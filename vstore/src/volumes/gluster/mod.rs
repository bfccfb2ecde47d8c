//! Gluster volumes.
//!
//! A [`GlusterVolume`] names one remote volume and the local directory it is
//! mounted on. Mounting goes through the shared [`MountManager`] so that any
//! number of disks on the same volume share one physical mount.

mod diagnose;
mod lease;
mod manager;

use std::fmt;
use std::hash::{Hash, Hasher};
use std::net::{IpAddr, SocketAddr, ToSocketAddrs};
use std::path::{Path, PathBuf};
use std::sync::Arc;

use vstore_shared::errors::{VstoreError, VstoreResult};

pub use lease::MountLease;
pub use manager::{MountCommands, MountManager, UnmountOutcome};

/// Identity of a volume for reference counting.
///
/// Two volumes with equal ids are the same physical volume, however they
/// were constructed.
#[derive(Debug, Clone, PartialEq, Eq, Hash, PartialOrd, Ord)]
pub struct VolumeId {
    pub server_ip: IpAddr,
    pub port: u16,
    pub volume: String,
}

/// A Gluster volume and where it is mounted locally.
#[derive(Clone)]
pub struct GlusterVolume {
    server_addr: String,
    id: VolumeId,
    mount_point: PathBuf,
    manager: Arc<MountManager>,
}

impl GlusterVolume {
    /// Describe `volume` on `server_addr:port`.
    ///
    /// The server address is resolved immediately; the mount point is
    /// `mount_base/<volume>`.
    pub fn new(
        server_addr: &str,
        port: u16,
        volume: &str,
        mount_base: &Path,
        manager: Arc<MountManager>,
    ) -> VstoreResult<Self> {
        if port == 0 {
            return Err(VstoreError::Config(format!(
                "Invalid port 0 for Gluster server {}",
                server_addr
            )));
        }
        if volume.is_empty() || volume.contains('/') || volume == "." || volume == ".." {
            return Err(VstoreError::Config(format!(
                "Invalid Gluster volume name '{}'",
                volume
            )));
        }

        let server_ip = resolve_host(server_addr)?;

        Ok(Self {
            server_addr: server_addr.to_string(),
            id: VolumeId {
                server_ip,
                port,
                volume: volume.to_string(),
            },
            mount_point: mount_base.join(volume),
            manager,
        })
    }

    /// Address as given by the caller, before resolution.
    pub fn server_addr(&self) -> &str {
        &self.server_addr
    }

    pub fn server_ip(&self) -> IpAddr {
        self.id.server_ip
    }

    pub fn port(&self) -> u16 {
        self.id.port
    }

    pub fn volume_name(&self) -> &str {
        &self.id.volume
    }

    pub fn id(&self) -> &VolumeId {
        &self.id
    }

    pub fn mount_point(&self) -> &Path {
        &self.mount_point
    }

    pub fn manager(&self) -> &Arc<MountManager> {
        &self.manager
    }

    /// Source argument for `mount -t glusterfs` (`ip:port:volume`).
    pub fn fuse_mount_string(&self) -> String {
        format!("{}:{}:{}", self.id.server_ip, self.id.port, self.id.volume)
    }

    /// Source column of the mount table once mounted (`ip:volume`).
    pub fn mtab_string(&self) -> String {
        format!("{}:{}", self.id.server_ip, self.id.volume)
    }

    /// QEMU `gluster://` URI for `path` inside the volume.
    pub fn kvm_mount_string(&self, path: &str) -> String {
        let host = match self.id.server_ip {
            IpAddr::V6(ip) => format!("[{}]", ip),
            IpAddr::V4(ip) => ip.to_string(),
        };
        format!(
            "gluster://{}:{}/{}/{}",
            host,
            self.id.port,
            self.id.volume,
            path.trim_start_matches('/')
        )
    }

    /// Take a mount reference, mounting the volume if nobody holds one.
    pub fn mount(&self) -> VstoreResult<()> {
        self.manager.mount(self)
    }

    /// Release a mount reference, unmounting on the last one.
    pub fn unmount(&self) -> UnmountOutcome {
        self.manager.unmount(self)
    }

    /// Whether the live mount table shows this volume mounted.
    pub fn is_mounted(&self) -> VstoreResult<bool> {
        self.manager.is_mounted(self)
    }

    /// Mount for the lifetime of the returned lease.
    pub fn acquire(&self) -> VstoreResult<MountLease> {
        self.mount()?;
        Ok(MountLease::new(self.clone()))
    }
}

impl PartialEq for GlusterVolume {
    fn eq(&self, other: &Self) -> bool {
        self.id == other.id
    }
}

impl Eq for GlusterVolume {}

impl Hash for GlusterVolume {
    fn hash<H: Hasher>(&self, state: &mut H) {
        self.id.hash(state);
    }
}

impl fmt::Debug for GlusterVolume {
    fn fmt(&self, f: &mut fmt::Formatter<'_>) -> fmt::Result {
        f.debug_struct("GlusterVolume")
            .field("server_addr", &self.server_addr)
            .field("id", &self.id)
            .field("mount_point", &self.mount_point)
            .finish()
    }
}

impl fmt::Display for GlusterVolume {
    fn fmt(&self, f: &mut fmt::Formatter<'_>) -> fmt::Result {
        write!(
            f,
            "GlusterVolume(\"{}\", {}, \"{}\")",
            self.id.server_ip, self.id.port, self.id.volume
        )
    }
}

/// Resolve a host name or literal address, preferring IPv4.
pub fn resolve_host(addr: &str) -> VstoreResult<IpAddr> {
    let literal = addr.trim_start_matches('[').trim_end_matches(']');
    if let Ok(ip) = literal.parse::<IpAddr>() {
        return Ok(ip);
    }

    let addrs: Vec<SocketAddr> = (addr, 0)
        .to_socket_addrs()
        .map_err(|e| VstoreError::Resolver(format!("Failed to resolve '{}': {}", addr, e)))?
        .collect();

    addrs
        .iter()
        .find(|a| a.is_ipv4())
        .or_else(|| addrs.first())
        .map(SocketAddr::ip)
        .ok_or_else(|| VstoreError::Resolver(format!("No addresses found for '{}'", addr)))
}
==
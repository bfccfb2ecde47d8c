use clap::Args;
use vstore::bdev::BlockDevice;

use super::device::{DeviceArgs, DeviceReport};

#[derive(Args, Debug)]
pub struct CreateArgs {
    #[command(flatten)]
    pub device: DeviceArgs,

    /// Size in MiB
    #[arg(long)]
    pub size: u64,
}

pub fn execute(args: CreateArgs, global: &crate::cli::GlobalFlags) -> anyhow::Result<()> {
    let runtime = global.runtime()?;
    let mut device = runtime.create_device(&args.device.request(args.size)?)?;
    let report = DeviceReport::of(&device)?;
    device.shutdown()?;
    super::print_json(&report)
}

▶ **To do**
Only the count is needed: the number of lines in the data that include the word "bool".

▶ **Answer below**
2